2005 Elevated Serum Levels of Soluble CX3CL1 in Patients with Systemic Vasculitis: Potential Involvement in Microscopic Polyangiitis

BACKGROUND and PURPOSE: CX3CL1 is a chemokine expressed in endothelial cells and may play a key role in the pathogenesis of inflammatory vascular diseases. Consistent with that idea, we recently observed higher serum CX3CL1 levels and greater expression of its specific receptor, CX3CR1, in cases of rheumatoid vasculitis than in rheumatoid arthritis. Our aim in the present study was to test the hypothesis that CX3CL1 contributes to the pathogenesis of systemic vasculitis.
Methods: Twenty eight patients with systemic vasculitis were divided into three groups based on the size of the affected vessels, according to the definitions adopted by the Chapel Hill Consensus Conference: Wegener's granulomatosis (WG, n=2), Churg-Strauss syndrome (CSS, n=3), microscopic polyangiitis (MPA, n=13) and Henoch-Schonlein purpura (HSP, n=1) were considered small vessel vasculitis (SVV, n=19); polyarteritis nodosa (PAN, n=3) was considered medium-sized vessel vasculitis (MVV, n=3); and giant cell arteritis (GCA, n=3) and Takayasu arteritis (TA, n=3) were considered large vessel vasculitis (LVV, n=6).
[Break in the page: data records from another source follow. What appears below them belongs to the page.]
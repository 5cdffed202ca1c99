//! Isolation forest outlier scoring.
//!
//! Trees are grown on random sub-samples; a row that is isolated after few
//! random splits is unusual. Scores follow the decision-function convention:
//! lower (negative) is more anomalous, roughly zero at the boundary.

use rand::rngs::StdRng;
use rand::seq::index;
use rand::{Rng, SeedableRng};

use crate::config::ForestConfig;
use crate::features::FeatureMatrix;

/// Euler–Mascheroni constant, used in the harmonic number approximation.
const EULER_GAMMA: f64 = 0.577_215_664_901_532_9;

/// Offset applied to the raw anomaly score (automatic contamination policy).
const DECISION_OFFSET: f64 = 0.5;

/// Assigns one anomaly score per matrix row; lower = more anomalous.
pub trait OutlierScorer {
  fn score(&self, matrix: &FeatureMatrix) -> Vec<f64>;
}

#[derive(Debug)]
enum Node {
  Leaf {
    size: usize,
  },
  Split {
    feature: usize,
    threshold: f64,
    left: usize,
    right: usize,
  },
}

#[derive(Debug)]
struct Tree {
  nodes: Vec<Node>,
}

impl Tree {
  fn grow(matrix: &FeatureMatrix, rows: Vec<usize>, depth_limit: usize, rng: &mut StdRng) -> Self {
    let mut tree = Tree { nodes: Vec::new() };
    tree.build(matrix, rows, 0, depth_limit, rng);
    tree
  }

  fn build(
    &mut self,
    matrix: &FeatureMatrix,
    rows: Vec<usize>,
    depth: usize,
    depth_limit: usize,
    rng: &mut StdRng,
  ) -> usize {
    let slot = self.nodes.len();
    self.nodes.push(Node::Leaf { size: rows.len() });

    if depth >= depth_limit || rows.len() <= 1 {
      return slot;
    }

    // Only features that still vary inside this node can split it.
    let candidates: Vec<(usize, f64, f64)> = (0..matrix.cols())
      .filter_map(|c| {
        let (lo, hi) = rows.iter().fold((f64::INFINITY, f64::NEG_INFINITY), |(lo, hi), &r| {
          let v = matrix.get(r, c);
          (lo.min(v), hi.max(v))
        });
        (hi > lo).then_some((c, lo, hi))
      })
      .collect();

    if candidates.is_empty() {
      return slot;
    }

    let (feature, lo, hi) = candidates[rng.gen_range(0..candidates.len())];
    let threshold = rng.gen_range(lo..hi);
    let (left_rows, right_rows): (Vec<usize>, Vec<usize>) = rows
      .into_iter()
      .partition(|&r| matrix.get(r, feature) < threshold);

    let left = self.build(matrix, left_rows, depth + 1, depth_limit, rng);
    let right = self.build(matrix, right_rows, depth + 1, depth_limit, rng);
    self.nodes[slot] = Node::Split {
      feature,
      threshold,
      left,
      right,
    };
    slot
  }

  fn path_length(&self, row: &[f64]) -> f64 {
    let mut idx = 0;
    let mut depth = 0.0;
    loop {
      match &self.nodes[idx] {
        Node::Leaf { size } => return depth + average_path_length(*size),
        Node::Split {
          feature,
          threshold,
          left,
          right,
        } => {
          idx = if row[*feature] < *threshold { *left } else { *right };
          depth += 1.0;
        }
      }
    }
  }
}

/// Expected path length of an unsuccessful BST search over `n` points.
pub fn average_path_length(n: usize) -> f64 {
  match n {
    0 | 1 => 0.0,
    2 => 1.0,
    _ => {
      let n = n as f64;
      2.0 * ((n - 1.0).ln() + EULER_GAMMA) - 2.0 * (n - 1.0) / n
    }
  }
}

/// A forest fitted to one matrix.
#[derive(Debug)]
pub struct FittedForest {
  trees: Vec<Tree>,
  sample_size: usize,
}

impl FittedForest {
  /// `0.5 - 2^(-E[h(x)] / c(psi))`.
  pub fn decision(&self, row: &[f64]) -> f64 {
    let norm = average_path_length(self.sample_size);
    if self.trees.is_empty() || norm == 0.0 {
      return 0.0;
    }
    let mean_depth =
      self.trees.iter().map(|t| t.path_length(row)).sum::<f64>() / self.trees.len() as f64;
    DECISION_OFFSET - 2f64.powf(-mean_depth / norm)
  }

  pub fn tree_count(&self) -> usize {
    self.trees.len()
  }
}

/// Seeded isolation forest; every call to [`OutlierScorer::score`] fits afresh.
#[derive(Debug, Clone, Default)]
pub struct IsolationForest {
  config: ForestConfig,
}

impl IsolationForest {
  pub fn new(config: ForestConfig) -> Self {
    Self { config }
  }

  pub fn fit(&self, matrix: &FeatureMatrix) -> FittedForest {
    let n = matrix.rows();
    let sample_size = self.config.sample_size.min(n);
    if sample_size == 0 {
      return FittedForest {
        trees: Vec::new(),
        sample_size,
      };
    }
    let depth_limit = (sample_size as f64).log2().ceil().max(0.0) as usize;

    let mut rng = StdRng::seed_from_u64(self.config.seed);
    let trees = (0..self.config.trees)
      .map(|_| {
        let rows = index::sample(&mut rng, n, sample_size).into_vec();
        Tree::grow(matrix, rows, depth_limit, &mut rng)
      })
      .collect();

    FittedForest { trees, sample_size }
  }
}

impl OutlierScorer for IsolationForest {
  fn score(&self, matrix: &FeatureMatrix) -> Vec<f64> {
    let forest = self.fit(matrix);
    (0..matrix.rows())
      .map(|r| forest.decision(matrix.row(r)))
      .collect()
  }
}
Sera from patients with systemic vasculitis and healthy individuals (controls) were collected, and soluble (s)CX3CL1 levels were measured using an enzyme-linked immunosorbent assay. Disease activity of vasculitis was assessed using the Birmingham vasculitis activity scores (BVAS).
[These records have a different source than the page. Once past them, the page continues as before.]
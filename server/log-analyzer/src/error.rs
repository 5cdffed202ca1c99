//! Structured error types for the log analyzer.

use thiserror::Error;

#[derive(Debug, Error)]
pub enum AnalysisError {
  #[error("validation: {field}: {reason}")]
  Validation { field: String, reason: String },

  #[error("io: {0}")]
  Io(#[from] std::io::Error),

  #[error("json: {0}")]
  Json(#[from] serde_json::Error),
}

impl AnalysisError {
  pub fn validation(field: &str, reason: &str) -> Self {
    Self::Validation {
      field: field.to_string(),
      reason: reason.to_string(),
    }
  }
}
Results: Serum sCX3CL1 levels were significantly higher in all vasculitis patients (2030.1±342.3 pg/ml) than in the healthy controls (113.5±113.5 pg/ml). Among the vasculitis patients, sCX3CL1 levels were significantly higher in patients in the SVV group (2577.1±436.7 pg/ml) than in the other two groups (MVV; 827.0±359.5 pg/ml and LVV; 899.5±402.7 pg/ml). Among the SVV group, sCX3CL1 levels were significantly higher in patients with MPA (3324.5±515.9 pg/ml) than in those with other types of SVV (CSS; 970.3±251.3 pg/ml, WG; 723.7±154.4 pg/ml). A positive correlation was observed between serum sCX3CL1 levels in MPA patients and CRP and ESR levels and BVAS. Notably, serum sCX3CL1 levels were diminished following successful treatment of the vasculitis and clinical improvement. Conclusions: Our findings suggest that CX3CL1 is involved in the pathogenesis of systemic vasculitis, especially small vessel vasculopathy, and may serve as a useful serologic inflammatory marker of disease activity in MPA.

 M. Matsunawa, None; K. Wakabayashi, None; T. Odai, None; T. Isozaki, None; N. Yajima, None; Y. Miwa, None; M. Negishi, None; H. Ide, None; T. Kasama, None.